START Available records

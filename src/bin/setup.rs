use std::env;
use std::path::PathBuf;

use anyhow::{anyhow, Context, Result};
use notestencil::config::{config_file_path, load_or_default, save};
use notestencil::vault::FsVault;

fn main() -> Result<()> {
    let args = CliArgs::parse()?;
    let config_path = config_file_path()?;
    let mut config = load_or_default()?;
    let mut changed = false;

    if let Some(vault) = args.vault {
        // Validate the path before recording it.
        let vault = FsVault::open(vault)?;
        let root = vault.root().to_path_buf();
        if config.active_vault.as_deref() != Some(root.as_path()) {
            config.active_vault = Some(root);
            changed = true;
        }
    }

    if changed {
        save(&config)?;
        println!("Active vault recorded at {}", config_path.display());
    } else {
        match &config.active_vault {
            Some(vault) => println!("Active vault: {}", vault.display()),
            None => println!("No active vault configured. Run with --vault <path>."),
        }
    }

    Ok(())
}

struct CliArgs {
    vault: Option<PathBuf>,
}

impl CliArgs {
    fn parse() -> Result<Self> {
        let mut args = env::args().skip(1);
        let mut vault = None;
        while let Some(arg) = args.next() {
            match arg.as_str() {
                "--vault" => {
                    let value = args
                        .next()
                        .context("Expected a vault directory after --vault")?;
                    vault = Some(PathBuf::from(value));
                }
                "--help" | "-h" => {
                    print_usage();
                    std::process::exit(0);
                }
                other => {
                    return Err(anyhow!(
                        "Unknown argument '{other}'. Run with --help for usage instructions."
                    ));
                }
            }
        }
        Ok(Self { vault })
    }
}

fn print_usage() {
    println!("notestencil setup");
    println!("Records the active vault in config.toml.");
    println!("Usage: cargo run --bin setup -- [options]");
    println!("Options:");
    println!("  --vault <path>   Directory of the vault to open by default");
}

END Available records

Task requirements –
Across the listing above, report every line where "value" occurs.

Exercise result –
                    let value = args
                    vault = Some(PathBuf::from(value));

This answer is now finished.